Q - Uniquement donc sur la télédéclaration ?
R - Voilà oui.
Q - La déclaration pré remplie ne vous fait faire aucune économie ?
R - Mais si, mais je ne peux pas vous dire encore de combien, puisque l'objectif, c'est d'ailleurs ce que j'ai dit quand j'ai présenté la réforme il y a deux jours aux journalistes et que je leur ai dit : je mets en place la réforme, c'est une énorme réforme, c'est 85 % des foyers fiscaux qui vont recevoir au moins un revenu pré rempli. Et quand on aura terminé l'opération, la campagne de déclaration, c'est-à-dire dans deux mois, on va à ce moment-là lancer un audit, comme on l'a fait pour la télédéclaration, pour savoir combien cela représente en gain de productivité. Mais ne vous faites pas d'illusion là-dessus. Je vous dirai avec la même transparence combien on peut réaliser d'économies. Donc je répète, parce que si vous avez pensé que j'ai fait de la langue de bois, alors vraiment je n'ai aucun état d'âme pour vous le refaire en direct. Un, cela fait des économies pour le contribuable, parce que cela fait un service public plus efficace, je vous dirai de combien à l'euro près quand je le saurai. Deuxièmement, c'est un meilleur service pour l'usager qui gagne un temps fou grâce à cela, puisqu'il n'a juste qu'à vérifier, compléter le cas échéant et signer en bas. Et, troisièmement, pour les fonctionnaires, qui par ailleurs sont directement intéressés à cette réforme, c'est une valorisation formidable.

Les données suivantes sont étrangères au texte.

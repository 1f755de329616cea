//! Turns a render snapshot into triangles
//!
//! Draw order (back to front): player, gun barrel, player bullets, enemies
//! with their health bars, enemy bullets.

use glam::Vec2;

use super::shapes::{bar, circle, rect};
use super::vertex::Vertex;
use crate::colors;
use crate::consts::{GUN_BARREL_EXTRA, GUN_BARREL_WIDTH};
use crate::view::RenderSnapshot;

/// Health bar height and gap above an enemy
const HP_BAR_HEIGHT: f32 = 5.0;
const HP_BAR_OFFSET: f32 = 10.0;

/// Build the full vertex list for a frame, in playfield pixels
pub fn build_scene(snapshot: &RenderSnapshot) -> Vec<Vertex> {
    let mut out = Vec::with_capacity(
        512 + (snapshot.enemies.len() + snapshot.player_bullets.len()) * 64,
    );

    let player = &snapshot.player;
    circle(&mut out, player.pos, player.size, player.color);
    bar(
        &mut out,
        player.pos,
        player.aim_angle,
        player.size + GUN_BARREL_EXTRA,
        GUN_BARREL_WIDTH,
        player.gun_color,
    );

    for b in &snapshot.player_bullets {
        circle(&mut out, b.pos, b.size, b.color);
    }

    for e in &snapshot.enemies {
        circle(&mut out, e.pos, e.size, e.color);

        let bar_min = e.pos - Vec2::new(e.size, e.size + HP_BAR_OFFSET);
        let full = e.size * 2.0;
        rect(
            &mut out,
            bar_min,
            Vec2::new(full, HP_BAR_HEIGHT),
            colors::HP_BAR_BACK,
        );
        rect(
            &mut out,
            bar_min,
            Vec2::new(full * e.hp_fraction(), HP_BAR_HEIGHT),
            colors::HP_BAR_FILL,
        );
    }

    for b in &snapshot.enemy_bullets {
        circle(&mut out, b.pos, b.size, b.color);
    }

    out
}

Q - J.-F. Copé, une expérience a été conduite en Ille-et-Vilaine.
R - Oui, absolument !
Q - Combien d'erreurs ?
R - Eh bien, un taux d'erreur qui était assez faible, inférieur à 10%. En réalité, pour l'essentiel, ce n'était pas des erreurs...
Q - Ce n'est pas ce que dit le SNUIP qui parle de 80 ou 90 % d'erreurs.
R - Non, non...
Q - C'est ce qu'ils disent eux.
R - Je ne suis pas sûr qu'ils le disent non plus. Mettons que c'est 10 % d'erreurs, et dans ces erreurs, c'est souvent des problèmes de recoupements. Par exemple, quand un employeur a tardé à envoyer l'information, eh bien elle n'arrive pas tout de suite et on n'a pas le temps de la mettre dans la déclaration pré remplie.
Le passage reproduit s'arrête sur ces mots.